International
Baz Ratner / Reuters

New Ebola case in Sierra Leone sets back efforts to beat epidemic

A 67-year-old woman who died on Aug. 29 had been treated at home, prompting fears of more cases of disease

Health experts in Sierra Leone's northwestern Kambia district are investigating after a woman who died there last week tested positive for the Ebola. The development comes less than a week after the country's last known Ebola patient was discharged from a hospital, a World Health Organization spokeswoman said Monday.

"It's a step back and a disappointment, but it wasn't a surprise as it's near the border with Guinea," where cases remain, said WHO spokeswoman Dr. Margaret Harris, adding that further transmission can be stopped.

Once the source of transmission is found and contacts are traced, a vaccination trial will also begin in the northern Sierra Leone area, Harris said.

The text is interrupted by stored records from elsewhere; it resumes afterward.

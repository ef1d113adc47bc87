use super::{Field, gauge};

pub(crate) const FIELDS: &[Field] = &[
    gauge(
        "connected_clients",
        "redis_clients_connected_clients",
        "Client connections, excluding replicas.",
    ),
    gauge(
        "client_recent_max_input_buffer",
        "redis_clients_client_recent_max_input_buffer",
        "Largest input buffer among current client connections.",
    )
    .or("client_biggest_input_buf"),
    gauge(
        "client_recent_max_output_buffer",
        "redis_clients_client_recent_max_output_buffer",
        "Largest output buffer among current client connections.",
    )
    .or("client_longest_output_list"),
    gauge(
        "blocked_clients",
        "redis_clients_blocked_clients",
        "Clients pending on a blocking call.",
    ),
];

Samples from the 67-year-old woman's corpse tested positive for Ebola, WHO technical coordinator Margarette Lamunu said. The woman, who died and was safely buried Aug. 29, was treated at home in Kafta village, so more Ebola cases are expected, Lamunu said.

"We have sent a team to Sella Kafta village and we have already identified ten high-risk contacts that we are focusing on to stem any possible transmission," the National Ebola Response Center's (NERC) communication director Sidi Yahya Tunis said in an interview with a local radio station.

The woman had not traveled to either Liberia or Guinea — two other countries also badly hit by the worst outbreak of Ebola in history, which has killed some 11,300 people since first emerging in December 2013. Nearly 4,000 people have died in Sierra Leone alone. 

"We have already isolated the high-risk contacts and are assessing whether the village will be isolated if need be," Tunis said, adding that people should "remain calm and not be frustrated over the development." 

There had been celebratory scenes last week when Sierra Leone's last known Ebola patient was released from hospital after being cured of the virus, raising hopes the west African nation may finally have beaten the devastating epidemic.

Tunis also said that a WHO team which successfully tested an Ebola vaccine in Guinea that has been billed as possibly marking "the beginning of the end" of the virus would join NERC in Kambia to vaccinate contacts of the latest victim to "stop any possible train of transmission."